Mao used to complain, “Nothing comes to my ears in Beijing.” Of course, he had already told subordinates that “anti-socialist” news wasn’t welcome anyway. Did Hu really want to hear the bad news from Guangdong in November?
Medical crises, as globalization advances, drag China’s anachronistic behavior into new territory. Health is both intensely personal and startlingly global. Beijing wants to be open for investment, but not always to truth. Yet economic freedom and political freedom ultimately cannot be kept apart.
Since the return of Hong Kong to China in 1997, Beijing has left the territory pretty much alone. But Beijing’s handling of SARS shows that the instinctive secrecy of a dictatorship may be as consequential for an “autonomous” unit as overt political instructions. China fudged; Hong Kong suffers, with at least 170 SARS dead so far.
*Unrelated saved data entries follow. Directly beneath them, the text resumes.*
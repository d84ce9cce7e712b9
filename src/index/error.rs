//! Index build and persistence errors.

use thiserror::Error;

use crate::index::entry::BackendId;

/// Errors that can occur while building, loading or persisting an index.
#[derive(Debug, Error)]
pub enum IndexError {
    /// A registered backend has no usable URL definitions.
    #[error("backend `{backend}` is misconfigured: {reason}")]
    Configuration { backend: BackendId, reason: String },

    /// A raw URL base pattern failed to compile.
    #[error("backend `{backend}` declares invalid URL pattern `{pattern}`: {source}")]
    PatternCompile {
        backend: BackendId,
        pattern: String,
        #[source]
        source: regex::Error,
    },

    /// Reading or writing the generated artifact failed.
    #[error("artifact I/O error: {0}")]
    Io(#[from] std::io::Error),

    /// The generated artifact is not valid JSON of the expected shape.
    #[error("artifact format error: {0}")]
    Artifact(#[from] serde_json::Error),

    /// The generated artifact was written by an incompatible format version.
    #[error("artifact format version {found} is not supported (expected {expected})")]
    ArtifactVersion { found: u32, expected: u32 },
}

/// Result type for index operations.
pub type IndexResult<T> = Result<T, IndexError>;

#[cfg(test)]
mod tests {
    use super::*;

    #[test]
    fn test_error_display_names_backend_and_pattern() {
        let source = regex::Regex::new("(").unwrap_err();
        let err = IndexError::PatternCompile {
            backend: BackendId::new("sqs"),
            pattern: "(".to_string(),
            source,
        };
        let text = err.to_string();
        assert!(text.contains("`sqs`"));
        assert!(text.contains("`(`"));

        let err = IndexError::Configuration {
            backend: BackendId::new("batch"),
            reason: "no URL definitions registered".to_string(),
        };
        assert_eq!(
            err.to_string(),
            "backend `batch` is misconfigured: no URL definitions registered"
        );
    }
}
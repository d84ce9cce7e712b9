//! Configuration loading from disk.

use std::fs;
use std::path::Path;
use thiserror::Error;

use crate::config::schema::DispatchConfig;
use crate::config::validation::{validate_config, ValidationError};

/// Error type for configuration loading.
#[derive(Debug, Error)]
pub enum ConfigError {
    #[error("IO error: {0}")]
    Io(#[from] std::io::Error),

    #[error("Parse error: {0}")]
    Parse(#[from] toml::de::Error),

    #[error("Validation failed: {}", join_errors(.0))]
    Validation(Vec<ValidationError>),
}

fn join_errors(errors: &[ValidationError]) -> String {
    errors
        .iter()
        .map(ToString::to_string)
        .collect::<Vec<_>>()
        .join(", ")
}

/// Parse and validate configuration from TOML text.
pub fn parse_config(content: &str) -> Result<DispatchConfig, ConfigError> {
    let config: DispatchConfig = toml::from_str(content)?;
    validate_config(&config).map_err(ConfigError::Validation)?;
    Ok(config)
}

/// Load and validate configuration from a TOML file.
pub fn load_config(path: &Path) -> Result<DispatchConfig, ConfigError> {
    let content = fs::read_to_string(path)?;
    parse_config(&content)
}
//! Backend handlers.
//!
//! # Responsibilities
//! - Define the seam between dispatch and a backend implementation
//! - Provide the stub responder used when a backend has no upstreams
//! - Forward requests to upstream processes serving a backend
//!
//! # Design Decisions
//! - Handlers never fail; upstream problems become 502/503 responses
//! - The stub answers 200 with a JSON description of the dispatch, standing
//!   in for service emulation that lives outside this crate

use std::collections::HashMap;
use std::fmt;
use std::sync::Arc;
use std::time::Duration;

use async_trait::async_trait;
use axum::{
    body::Body,
    http::{header::HeaderValue, Request, StatusCode, Uri},
    response::{IntoResponse, Response},
    Json,
};
use hyper_util::{
    client::legacy::{connect::HttpConnector, Client},
    rt::TokioExecutor,
};
use serde::Serialize;

use crate::config::{BackendConfig, TimeoutConfig};
use crate::dispatch::scope::RequestScope;
use crate::http::X_REQUEST_ID;
use crate::index::BackendId;
use crate::load_balancer::pool::UpstreamPool;

/// Response header naming the backend that served the request.
pub const X_DISPATCH_BACKEND: &str = "x-dispatch-backend";
/// Region the request was scoped to, forwarded to upstreams.
pub const X_DISPATCH_REGION: &str = "x-dispatch-region";
/// Account the request was scoped to, forwarded to upstreams.
pub const X_DISPATCH_ACCOUNT: &str = "x-dispatch-account-id";

/// How the backend was chosen.
#[derive(Debug, Clone, Copy, PartialEq, Eq, Serialize)]
#[serde(rename_all = "snake_case")]
pub enum MatchSource {
    /// The request URL matched an index pattern.
    Url,
    /// The URL synthesized from the SigV4 credential scope matched.
    Signature,
    /// Nothing matched; the configured fallback backend was used.
    Fallback,
}

impl MatchSource {
    pub fn as_str(self) -> &'static str {
        match self {
            MatchSource::Url => "url",
            MatchSource::Signature => "signature",
            MatchSource::Fallback => "fallback",
        }
    }
}

/// Everything a handler knows about a dispatched request.
#[derive(Debug, Clone)]
pub struct DispatchContext {
    pub backend: BackendId,
    pub source: MatchSource,
    pub scope: RequestScope,
    pub request_id: String,
    pub url: String,
}

/// A backend implementation reachable through the dispatcher.
#[async_trait]
pub trait BackendHandler: Send + Sync + fmt::Debug {
    async fn handle(&self, ctx: DispatchContext, request: Request<Body>) -> Response;
}

#[derive(Serialize)]
struct StubBody<'a> {
    backend: &'a BackendId,
    matched_by: MatchSource,
    method: &'a str,
    url: &'a str,
    region: &'a str,
    account_id: &'a str,
    request_id: &'a str,
}

/// Answers every request with a description of where it was dispatched.
#[derive(Debug, Default, Clone, Copy)]
pub struct StubHandler;

#[async_trait]
impl BackendHandler for StubHandler {
    async fn handle(&self, ctx: DispatchContext, request: Request<Body>) -> Response {
        let body = StubBody {
            backend: &ctx.backend,
            matched_by: ctx.source,
            method: request.method().as_str(),
            url: &ctx.url,
            region: &ctx.scope.region,
            account_id: &ctx.scope.account_id,
            request_id: &ctx.request_id,
        };
        let mut response = (StatusCode::OK, Json(body)).into_response();
        if let Ok(value) = HeaderValue::from_str(ctx.backend.as_str()) {
            response.headers_mut().insert(X_DISPATCH_BACKEND, value);
        }
        response
    }
}

/// Forwards requests to the upstream processes of one backend.
pub struct UpstreamHandler {
    pool: UpstreamPool,
    client: Client<HttpConnector, Body>,
}

impl fmt::Debug for UpstreamHandler {
    fn fmt(&self, f: &mut fmt::Formatter<'_>) -> fmt::Result {
        f.debug_struct("UpstreamHandler")
            .field("pool", &self.pool)
            .finish_non_exhaustive()
    }
}

impl UpstreamHandler {
    pub fn new(pool: UpstreamPool, connect_timeout: Duration) -> Self {
        let mut connector = HttpConnector::new();
        connector.set_connect_timeout(Some(connect_timeout));
        let client = Client::builder(TokioExecutor::new()).build(connector);
        Self { pool, client }
    }

    pub fn pool(&self) -> &UpstreamPool {
        &self.pool
    }
}

#[async_trait]
impl BackendHandler for UpstreamHandler {
    async fn handle(&self, ctx: DispatchContext, request: Request<Body>) -> Response {
        let guard = match self.pool.acquire() {
            Some(g) => g,
            None => {
                tracing::warn!(request_id = %ctx.request_id, backend = %ctx.backend, "No upstream capacity");
                return (StatusCode::SERVICE_UNAVAILABLE, "No upstream capacity").into_response();
            }
        };

        let (mut parts, body) = request.into_parts();

        // URI rewrite onto the upstream's base URL
        let path_and_query = parts
            .uri
            .path_and_query()
            .map(|pq| pq.as_str())
            .unwrap_or("/");
        let target = format!("{}{}", guard.base_url.as_str().trim_end_matches('/'), path_and_query);
        parts.uri = match target.parse::<Uri>() {
            Ok(uri) => uri,
            Err(e) => {
                tracing::error!(request_id = %ctx.request_id, error = %e, "Failed to build upstream URI");
                return (StatusCode::BAD_GATEWAY, "Invalid upstream URI").into_response();
            }
        };

        for (name, value) in [
            (X_REQUEST_ID, ctx.request_id.as_str()),
            (X_DISPATCH_BACKEND, ctx.backend.as_str()),
            (X_DISPATCH_REGION, ctx.scope.region.as_str()),
            (X_DISPATCH_ACCOUNT, ctx.scope.account_id.as_str()),
        ] {
            if let Ok(value) = HeaderValue::from_str(value) {
                parts.headers.insert(name, value);
            }
        }

        let upstream_addr = guard.addr;
        tracing::debug!(request_id = %ctx.request_id, backend = %ctx.backend, upstream = %upstream_addr, "Forwarding request");

        match self.client.request(Request::from_parts(parts, body)).await {
            Ok(response) => {
                let (parts, body) = response.into_parts();
                Response::from_parts(parts, Body::new(body))
            }
            Err(e) => {
                tracing::error!(request_id = %ctx.request_id, upstream = %upstream_addr, error = %e, "Upstream error");
                (StatusCode::BAD_GATEWAY, "Upstream request failed").into_response()
            }
        }
    }
}

/// Handler per backend, with the stub as default.
#[derive(Debug, Clone)]
pub struct HandlerTable {
    handlers: HashMap<BackendId, Arc<dyn BackendHandler>>,
    default: Arc<dyn BackendHandler>,
}

impl Default for HandlerTable {
    fn default() -> Self {
        Self::new(Arc::new(StubHandler))
    }
}

impl HandlerTable {
    pub fn new(default: Arc<dyn BackendHandler>) -> Self {
        Self {
            handlers: HashMap::new(),
            default,
        }
    }

    /// Upstream handlers for every configured backend that lists upstreams.
    pub fn from_config(backends: &[BackendConfig], timeouts: &TimeoutConfig) -> Self {
        let mut table = Self::default();
        let connect_timeout = Duration::from_secs(timeouts.connect_secs);
        for backend in backends.iter().filter(|b| !b.upstreams.is_empty()) {
            let pool = UpstreamPool::from_config(backend);
            table.insert(
                backend.name.as_str(),
                Arc::new(UpstreamHandler::new(pool, connect_timeout)),
            );
        }
        table
    }

    pub fn insert(&mut self, backend: impl Into<BackendId>, handler: Arc<dyn BackendHandler>) {
        self.handlers.insert(backend.into(), handler);
    }

    pub fn get(&self, backend: &BackendId) -> Arc<dyn BackendHandler> {
        self.handlers
            .get(backend)
            .cloned()
            .unwrap_or_else(|| self.default.clone())
    }

    /// Backends with a dedicated handler.
    pub fn configured(&self) -> impl Iterator<Item = &BackendId> {
        self.handlers.keys()
    }
}

#[cfg(test)]
mod tests {
    use super::*;

    fn context(backend: &str) -> DispatchContext {
        DispatchContext {
            backend: BackendId::new(backend),
            source: MatchSource::Url,
            scope: RequestScope {
                region: "us-west-2".into(),
                account_id: "123456789012".into(),
                signing_service: None,
            },
            request_id: "req-1".into(),
            url: "https://batch.us-west-2.amazonaws.com/v1/describejobs".into(),
        }
    }

    #[tokio::test]
    async fn test_stub_describes_dispatch() {
        let request = Request::builder()
            .method("POST")
            .uri("/v1/describejobs")
            .body(Body::empty())
            .unwrap();
        let response = StubHandler.handle(context("batch"), request).await;

        assert_eq!(response.status(), StatusCode::OK);
        assert_eq!(response.headers()[X_DISPATCH_BACKEND], "batch");

        let bytes = axum::body::to_bytes(response.into_body(), 1024 * 1024).await.unwrap();
        let json: serde_json::Value = serde_json::from_slice(&bytes).unwrap();
        assert_eq!(json["backend"], "batch");
        assert_eq!(json["matched_by"], "url");
        assert_eq!(json["method"], "POST");
        assert_eq!(json["region"], "us-west-2");
        assert_eq!(json["request_id"], "req-1");
    }

    #[tokio::test]
    async fn test_upstream_without_capacity_is_unavailable() {
        let config = BackendConfig {
            name: "sqs".into(),
            upstreams: vec!["127.0.0.1:1".into()],
            max_connections: 0,
            ..BackendConfig::default()
        };
        let handler = UpstreamHandler::new(UpstreamPool::from_config(&config), Duration::from_secs(1));
        let request = Request::builder().uri("/").body(Body::empty()).unwrap();
        let response = handler.handle(context("sqs"), request).await;
        assert_eq!(response.status(), StatusCode::SERVICE_UNAVAILABLE);
    }

    #[test]
    fn test_table_falls_back_to_default() {
        let backends = vec![BackendConfig {
            name: "sqs".into(),
            upstreams: vec!["127.0.0.1:7001".into()],
            ..BackendConfig::default()
        }];
        let table = HandlerTable::from_config(&backends, &TimeoutConfig::default());
        assert_eq!(table.configured().count(), 1);
        assert!(format!("{:?}", table.get(&BackendId::new("sqs"))).contains("UpstreamHandler"));
        assert!(format!("{:?}", table.get(&BackendId::new("sns"))).contains("StubHandler"));
    }
}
When truth and power issue from a single fount, the safety valve of free expression is denied, corruption soars as few care to blow the whistle, and medical science has one hand tied behind its back. Turning the hose of information on and off at the Politburo’s whim in a complex society of 1.3 billion people, if managed intelligently, may extend the regime’s life. But where only a diktat from on high can determine what is “right” or “wrong,” “safe” or “dangerous,” enormous risk is run.
If SARS peaks soon, Beijing will get off the hook, as it did after Tiananmen Square. But if the disease infiltrates the ill-prepared hinterland of China, economic slowdown will undermine the tacit pact between a government that delivers economic results and a people happy to stay deaf to politics.